Trechos da delação de executivos da construtora Andrade Gutierrez que vieram a público na última semana sugerem o uso de dinheiro de propina na campanha petista de 2014. No cenário mais otimista, o afastamento da presidente poderia se dar já no início de abril, com a admissão da denúncia em votação no Senado. Mas há uma enorme margem para judicialização em todas as etapas, o que pode atrasar o processo. “A defesa tentará usar o judiciário a seu favor, como um segundo round do processo”, afirma Rubens Glezer, professor de Direito da FGV.

“Do ponto de vista da defesa, sempre será interessante um prolongamento do processo, para resfriar os ânimos.” O jogo do impeachment vem ficando mais cada vez mais complexo com as investidas dos principais atores envolvidos. Na terça-feira 5, o ministro do Supremo Tribunal Federal (STF), Marco Aurélio Mello, determinou que Cunha dê andamento ao processo de impeachment de Michel Temer. O vice-presidente ironizou a decisão dizendo que deveria voltar ao primeiro ano da faculdade de Direito.

“Isto me agride profissional e moralmente.” O próprio PMDB, então principal aliado do governo e artífice do desembarque, é hoje um retrato do embolo envolvido na tramitação do processo de impedimento.
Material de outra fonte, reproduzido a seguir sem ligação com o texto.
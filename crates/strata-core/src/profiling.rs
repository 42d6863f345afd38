//! Profiling utilities based on the `puffin` crate.
//!
//! Scopes are always compiled in and cost almost nothing while scope
//! collection is off. The `profiling` feature adds an HTTP server so
//! `puffin_viewer` can attach to a running process.

pub use puffin::{GlobalProfiler, profile_function, profile_scope};

/// Profiling backend options.
#[derive(Debug, Clone, Copy, PartialEq, Eq)]
pub enum ProfilingBackend {
    /// Collect scopes in-process only.
    InProcess,
    /// Send profiling data to puffin_viewer via HTTP.
    #[cfg(feature = "profiling")]
    PuffinHttp,
}

#[cfg(feature = "profiling")]
static PROFILING_SERVER: std::sync::OnceLock<puffin_http::Server> = std::sync::OnceLock::new();

/// Initialize profiling with the specified backend.
///
/// # Example
/// ```no_run
/// use strata_core::profiling::{init_profiling, ProfilingBackend};
///
/// init_profiling(ProfilingBackend::InProcess);
/// ```
pub fn init_profiling(backend: ProfilingBackend) {
    puffin::set_scopes_on(true);
    match backend {
        ProfilingBackend::InProcess => {
            tracing::debug!("Puffin scopes enabled (in-process)");
        }
        #[cfg(feature = "profiling")]
        ProfilingBackend::PuffinHttp => match puffin_http::Server::new("0.0.0.0:8585") {
            Ok(server) => {
                tracing::info!("Puffin profiler server started on http://0.0.0.0:8585");
                let _ = PROFILING_SERVER.set(server);
            }
            Err(e) => {
                tracing::error!("Failed to start puffin server: {}", e);
            }
        },
    }
}

/// Mark the boundary between two synchronization passes.
#[inline]
pub fn new_frame() {
    puffin::GlobalProfiler::lock().new_frame();
}
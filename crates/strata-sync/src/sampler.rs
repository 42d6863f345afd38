//! Primvar samplers.
//!
//! A sampler answers "value of primvar X at `(element, u, v)`" for a hit on
//! the prim's backend geometry. Which variant is used depends on the
//! primvar's interpolation and on whether the geometry was triangulated or
//! tessellated.

use std::collections::BTreeSet;
use std::sync::Arc;

use strata_core::alloc::HashMap;
use strata_core::math::{Vec2, Vec3, Vec4};
use strata_core::profiling::profile_function;
use strata_scene::{Interpolation, Value, ValueType};

use crate::backend::{GeometryBackend, GeometryHandle};
use crate::topology::Triangulation;

/// One sampled primvar value.
#[derive(Debug, Clone, Copy, PartialEq)]
pub enum SampleValue {
    Float(f32),
    Int(i32),
    Vec2(Vec2),
    Vec3(Vec3),
    Vec4(Vec4),
}

impl SampleValue {
    fn from_components(value_type: ValueType, c: [f32; 4]) -> Option<Self> {
        Some(match value_type {
            ValueType::Float => SampleValue::Float(c[0]),
            ValueType::Vec2 => SampleValue::Vec2(Vec2::new(c[0], c[1])),
            ValueType::Vec3 => SampleValue::Vec3(Vec3::new(c[0], c[1], c[2])),
            ValueType::Vec4 => SampleValue::Vec4(Vec4::from_array(c)),
            ValueType::Int => return None,
        })
    }

    /// Element `index` of `value`, unblended.
    fn element(value: &Value, index: usize) -> Option<Self> {
        match value {
            Value::Int(v) => v.get(index).map(|x| SampleValue::Int(*x)),
            _ => Self::from_components(value.value_type()?, value.float_components(index)?),
        }
    }

    /// `(1-u-v)*a + u*b + v*c` over the three elements of `value`.
    fn barycentric(value: &Value, corners: [usize; 3], u: f32, v: f32) -> Option<Self> {
        let weights = [1.0 - u - v, u, v];
        let mut out = [0.0f32; 4];
        for (corner, weight) in corners.into_iter().zip(weights) {
            let c = value.float_components(corner)?;
            for (o, x) in out.iter_mut().zip(c) {
                *o += weight * x;
            }
        }
        Self::from_components(value.value_type()?, out)
    }

    pub fn as_float(&self) -> Option<f32> {
        match self {
            SampleValue::Float(x) => Some(*x),
            _ => None,
        }
    }

    pub fn as_vec3(&self) -> Option<Vec3> {
        match self {
            SampleValue::Vec3(x) => Some(*x),
            _ => None,
        }
    }
}

/// Evaluator for one primvar.
#[derive(Debug, Clone)]
pub enum PrimvarSampler {
    /// Same value everywhere.
    Constant { value: Value },
    /// One value per authored face. Triangle hits are mapped back to their
    /// source face when a triangulation is present.
    Uniform {
        value: Value,
        triangulation: Option<Arc<Triangulation>>,
    },
    /// Barycentric blend of the triangle's three point values.
    TriangleVertex {
        value: Value,
        triangulation: Arc<Triangulation>,
    },
    /// Barycentric blend of per-corner values, already triangulated so
    /// triangle `t` owns entries `3t..3t+3`.
    FaceVarying { value: Value },
    /// Interpolated by the backend from a bound vertex-attribute slot.
    /// Without a slot the sampler is inert.
    SubdivVertex {
        geometry: GeometryHandle,
        slot: Option<u32>,
        value_type: ValueType,
    },
}

impl PrimvarSampler {
    pub fn sample(
        &self,
        element: u32,
        u: f32,
        v: f32,
        backend: &dyn GeometryBackend,
    ) -> Option<SampleValue> {
        match self {
            PrimvarSampler::Constant { value } => SampleValue::element(value, 0),
            PrimvarSampler::Uniform {
                value,
                triangulation,
            } => {
                let face = match triangulation {
                    Some(triangulation) => triangulation.source_face(element)?,
                    None => element,
                };
                SampleValue::element(value, face as usize)
            }
            PrimvarSampler::TriangleVertex {
                value,
                triangulation,
            } => {
                let tri = triangulation.indices.get(element as usize)?;
                SampleValue::barycentric(value, tri.map(|i| i as usize), u, v)
            }
            PrimvarSampler::FaceVarying { value } => {
                let base = element as usize * 3;
                SampleValue::barycentric(value, [base, base + 1, base + 2], u, v)
            }
            PrimvarSampler::SubdivVertex {
                geometry,
                slot,
                value_type,
            } => {
                let slot = (*slot)?;
                let mut out = [0.0f32; 4];
                let n = value_type.components();
                backend
                    .interpolate(*geometry, slot, element, u, v, &mut out[..n])
                    .ok()?;
                SampleValue::from_components(*value_type, out)
            }
        }
    }

    /// Whether sampling can ever succeed.
    pub fn is_inert(&self) -> bool {
        matches!(self, PrimvarSampler::SubdivVertex { slot: None, .. })
    }
}

/// Hands out vertex-attribute slot ids, lowest free first.
#[derive(Debug, Clone)]
pub struct SlotAllocator {
    next: u32,
    max: u32,
    available: BTreeSet<u32>,
}

impl SlotAllocator {
    pub fn new(max: u16) -> Self {
        Self {
            next: 0,
            max: max as u32,
            available: BTreeSet::new(),
        }
    }

    /// `None` once every slot is taken.
    pub fn allocate(&mut self) -> Option<u32> {
        if let Some(slot) = self.available.pop_first() {
            return Some(slot);
        }
        if self.next >= self.max {
            return None;
        }
        self.next += 1;
        Some(self.next - 1)
    }

    pub fn free(&mut self, slot: u32) {
        if slot >= self.next || self.available.contains(&slot) {
            tracing::warn!(slot, "Freeing a vertex attribute slot that is not allocated");
            return;
        }
        if slot + 1 == self.next {
            self.next = slot;
            while self.next > 0 && self.available.remove(&(self.next - 1)) {
                self.next -= 1;
            }
        } else {
            self.available.insert(slot);
        }
    }

    pub fn slots_in_use(&self) -> usize {
        self.next as usize - self.available.len()
    }

    pub fn capacity(&self) -> usize {
        self.max as usize
    }
}
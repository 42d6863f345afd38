//! Content-addressed resource registry.
//!
//! Deduplicates topology, triangulations and index ranges across prims by
//! structural hash, with at most one builder per key, and queues buffer
//! uploads until [`ResourceRegistry::commit`].

mod buffer;
mod instance;

use std::fmt::Debug;
use std::sync::Arc;
use std::sync::atomic::{AtomicU64, AtomicUsize, Ordering};

use parking_lot::Mutex;
use strata_core::profiling::{profile_function, profile_scope};

use crate::topology::{CurveTopology, MeshTopology, TopologyId, Triangulation};

pub use buffer::{BufferRange, BufferRole, BufferSource, BufferSpec};
pub use instance::{InstanceRegistry, RegistryInstance};

/// Which index buffer of a topology a range holds.
#[derive(Debug, Clone, Copy, PartialEq, Eq, Hash)]
pub enum IndexVariant {
    /// Triangulated mesh faces.
    Triangles,
    /// Refined or points curve indices.
    Indices,
    /// Hull curve indices.
    HullIndices,
}

/// Key the resources derived from a topology are registered under.
///
/// A topology whose hash collided with different content gets
/// [`ResourceKey::Private`]: its triangulation and index ranges are built
/// for the caller alone and never enter the registry.
#[derive(Debug, Clone, Copy, PartialEq, Eq, Hash)]
pub enum ResourceKey {
    Shared(TopologyId),
    Private,
}

impl ResourceKey {
    /// Fold a variant flag into a shared key. Private keys stay private.
    pub fn combine(self, flag: bool) -> Self {
        match self {
            ResourceKey::Shared(id) => ResourceKey::Shared(id.combine(flag)),
            ResourceKey::Private => ResourceKey::Private,
        }
    }

    pub fn is_private(self) -> bool {
        self == ResourceKey::Private
    }
}

/// A topology returned by the registry with the key for its derived
/// resources.
#[derive(Debug)]
pub struct SharedTopology<V> {
    pub topology: Arc<V>,
    pub key: ResourceKey,
}

/// Snapshot of registry activity.
#[derive(Debug, Clone, Copy, Default, PartialEq, Eq)]
pub struct RegistryStats {
    pub topology_builds: usize,
    pub triangulation_builds: usize,
    pub index_range_builds: usize,
    pub hash_collisions: usize,
    pub ranges_allocated: usize,
    pub sources_committed: usize,
}

#[derive(Debug, Default)]
struct Counters {
    topology_builds: AtomicUsize,
    triangulation_builds: AtomicUsize,
    index_range_builds: AtomicUsize,
    hash_collisions: AtomicUsize,
    ranges_allocated: AtomicUsize,
    sources_committed: AtomicUsize,
}

struct PendingUpload {
    range: Arc<BufferRange>,
    sources: Vec<BufferSource>,
}

/// Shared cache of derived resources.
///
/// One registry serves every sync worker. It has no global state: create it,
/// hand an `Arc` to the engine, and drop it on teardown.
pub struct ResourceRegistry {
    verify: bool,
    mesh_topologies: InstanceRegistry<TopologyId, Arc<MeshTopology>>,
    curve_topologies: InstanceRegistry<TopologyId, Arc<CurveTopology>>,
    triangulations: InstanceRegistry<TopologyId, Arc<Triangulation>>,
    index_ranges: InstanceRegistry<(TopologyId, IndexVariant), Arc<BufferRange>>,
    pending: Mutex<Vec<PendingUpload>>,
    next_range_id: AtomicU64,
    counters: Counters,
}

impl ResourceRegistry {
    /// `verify` enables the equality re-check on every hash hit.
    pub fn new(verify: bool) -> Self {
        Self {
            verify,
            mesh_topologies: InstanceRegistry::new(),
            curve_topologies: InstanceRegistry::new(),
            triangulations: InstanceRegistry::new(),
            index_ranges: InstanceRegistry::new(),
            pending: Mutex::new(Vec::new()),
            next_range_id: AtomicU64::new(1),
            counters: Counters::default(),
        }
    }

    pub fn register_mesh_topology(&self, id: TopologyId) -> RegistryInstance<Arc<MeshTopology>> {
        self.mesh_topologies.register(id)
    }

    pub fn register_curve_topology(&self, id: TopologyId) -> RegistryInstance<Arc<CurveTopology>> {
        self.curve_topologies.register(id)
    }

    pub fn register_triangulation(&self, id: TopologyId) -> RegistryInstance<Arc<Triangulation>> {
        self.triangulations.register(id)
    }

    pub fn register_index_range(
        &self,
        id: TopologyId,
        variant: IndexVariant,
    ) -> RegistryInstance<Arc<BufferRange>> {
        self.index_ranges.register((id, variant))
    }

    /// Share `candidate` under `id`.
    ///
    /// The first caller publishes its candidate. Later callers get the
    /// published value, unless verification is on and the two differ: that
    /// is a hash collision, which is logged and answered with the caller's
    /// own candidate under a private key, so neither the topology nor
    /// anything derived from it is aliased.
    fn share<V: PartialEq + Debug>(
        &self,
        table: &InstanceRegistry<TopologyId, Arc<V>>,
        id: TopologyId,
        candidate: V,
        what: &'static str,
    ) -> SharedTopology<V> {
        let mut instance = table.register(id);
        match instance.value() {
            Some(shared) => {
                if self.verify && *shared != candidate {
                    self.counters.hash_collisions.fetch_add(1, Ordering::Relaxed);
                    tracing::error!(%id, "Hash collision between distinct {} values", what);
                    return SharedTopology {
                        topology: Arc::new(candidate),
                        key: ResourceKey::Private,
                    };
                }
                SharedTopology {
                    topology: shared,
                    key: ResourceKey::Shared(id),
                }
            }
            None => {
                let value = Arc::new(candidate);
                instance.set_value(value.clone());
                self.counters.topology_builds.fetch_add(1, Ordering::Relaxed);
                tracing::trace!(%id, "Registered new {}", what);
                SharedTopology {
                    topology: value,
                    key: ResourceKey::Shared(id),
                }
            }
        }
    }

    pub fn share_mesh_topology(&self, id: TopologyId, topology: MeshTopology) -> SharedTopology<MeshTopology> {
        self.share(&self.mesh_topologies, id, topology, "mesh topology")
    }

    pub fn share_curve_topology(
        &self,
        id: TopologyId,
        topology: CurveTopology,
    ) -> SharedTopology<CurveTopology> {
        self.share(&self.curve_topologies, id, topology, "curve topology")
    }

    /// Triangulation of `topology`. Shared keys are built by the first
    /// caller; private keys are built every time.
    pub fn triangulation(&self, key: ResourceKey, topology: &MeshTopology) -> Arc<Triangulation> {
        let mut instance = match key {
            ResourceKey::Shared(id) => {
                let instance = self.register_triangulation(id);
                if let Some(shared) = instance.value() {
                    return shared;
                }
                Some(instance)
            }
            ResourceKey::Private => None,
        };
        let triangulation = Arc::new(topology.triangulate());
        if let Some(instance) = &mut instance {
            instance.set_value(triangulation.clone());
        }
        self.counters
            .triangulation_builds
            .fetch_add(1, Ordering::Relaxed);
        triangulation
    }

    /// Index range for `(key, variant)`.
    ///
    /// `build` returns the sources to upload; the range is allocated from
    /// their specs and queued. For a shared key it runs only for the first
    /// caller.
    pub fn index_range(
        &self,
        key: ResourceKey,
        variant: IndexVariant,
        build: impl FnOnce() -> Vec<BufferSource>,
    ) -> Arc<BufferRange> {
        let mut instance = match key {
            ResourceKey::Shared(id) => {
                let instance = self.register_index_range(id, variant);
                if let Some(shared) = instance.value() {
                    return shared;
                }
                Some(instance)
            }
            ResourceKey::Private => None,
        };
        let sources = build();
        let mut specs = Vec::new();
        for source in &sources {
            source.add_buffer_specs(&mut specs);
        }
        let range = self.allocate_buffer_range(BufferRole::Topology, specs);
        self.add_sources(&range, sources);
        if let Some(instance) = &mut instance {
            instance.set_value(range.clone());
        }
        self.counters
            .index_range_builds
            .fetch_add(1, Ordering::Relaxed);
        range
    }

    pub fn allocate_buffer_range(&self, role: BufferRole, specs: Vec<BufferSpec>) -> Arc<BufferRange> {
        let id = self.next_range_id.fetch_add(1, Ordering::Relaxed);
        self.counters.ranges_allocated.fetch_add(1, Ordering::Relaxed);
        Arc::new(BufferRange::new(id, role, specs))
    }

    /// Queue `sources` for upload into `range` on the next commit.
    pub fn add_sources(&self, range: &Arc<BufferRange>, sources: Vec<BufferSource>) {
        if sources.is_empty() {
            return;
        }
        self.pending.lock().push(PendingUpload {
            range: range.clone(),
            sources,
        });
    }

    pub fn pending_sources(&self) -> usize {
        self.pending.lock().iter().map(|p| p.sources.len()).sum()
    }

    /// Resolve and write every queued source, in queue order.
    ///
    /// Returns the number of sources written.
    pub fn commit(&self) -> usize {
        profile_function!();
        let pending = std::mem::take(&mut *self.pending.lock());
        let mut written = 0;
        for upload in pending {
            profile_scope!("commit_range");
            for source in upload.sources {
                let name = source.name().to_string();
                if upload.range.write(&name, source.resolve()) {
                    written += 1;
                }
            }
        }
        self.counters
            .sources_committed
            .fetch_add(written, Ordering::Relaxed);
        if written > 0 {
            tracing::debug!(written, "Committed buffer sources");
        }
        written
    }

    pub fn stats(&self) -> RegistryStats {
        let c = &self.counters;
        RegistryStats {
            topology_builds: c.topology_builds.load(Ordering::Relaxed),
            triangulation_builds: c.triangulation_builds.load(Ordering::Relaxed),
            index_range_builds: c.index_range_builds.load(Ordering::Relaxed),
            hash_collisions: c.hash_collisions.load(Ordering::Relaxed),
            ranges_allocated: c.ranges_allocated.load(Ordering::Relaxed),
            sources_committed: c.sources_committed.load(Ordering::Relaxed),
        }
    }
}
Para se preservar, Temer se afastou da presidência do partido, transferindo-a ao senador Romero Jucá (PMDB-RR). Jucá cobrou a expulsão da senadora Katia Abreu e do deputado Celso Pansera, que desobedeceram a decisão da sigla ao manter seus cargos de ministros.

Na confusão interna, Cunha é outro fator de instabilidade. Em meio a novas denúncias, o presidente da Câmara manobra para tentar se manter no cargo, retardar seu processo de cassação no Conselho de Ética e conduzir as etapas do impeachment. Praticamente alheio às movimentações partidárias, o presidente do Senado, Renan Calheiros (PMDB-AL), passou a encampar uma terceira ideia no jogo, a de antecipar o pleito de 2018 para outubro, junto com as eleições para prefeito.

A proposta foi apresentada pela ex-senadora Marina Silva, da Rede, e pelo senador Valdir Raupp (PMDB-RO), como uma solução para colocar fim à crise sem o risco de questionamentos quanto a sua legitimidade. No entanto, a alternativa é considerada praticamente inviável. Na terça-feira 5, a presidente Dilma Rousseff refutou a hipótese, assim como fizera com os reiterados pedidos para sua renúncia. “Convence a Câmara e o Senado de abrirem mão dos seus mandatos e aí vem conversar comigo”, afirmou a presidente. Em Brasília, sobram propostas, mas faltam consenso, liderança, gestão e compromisso.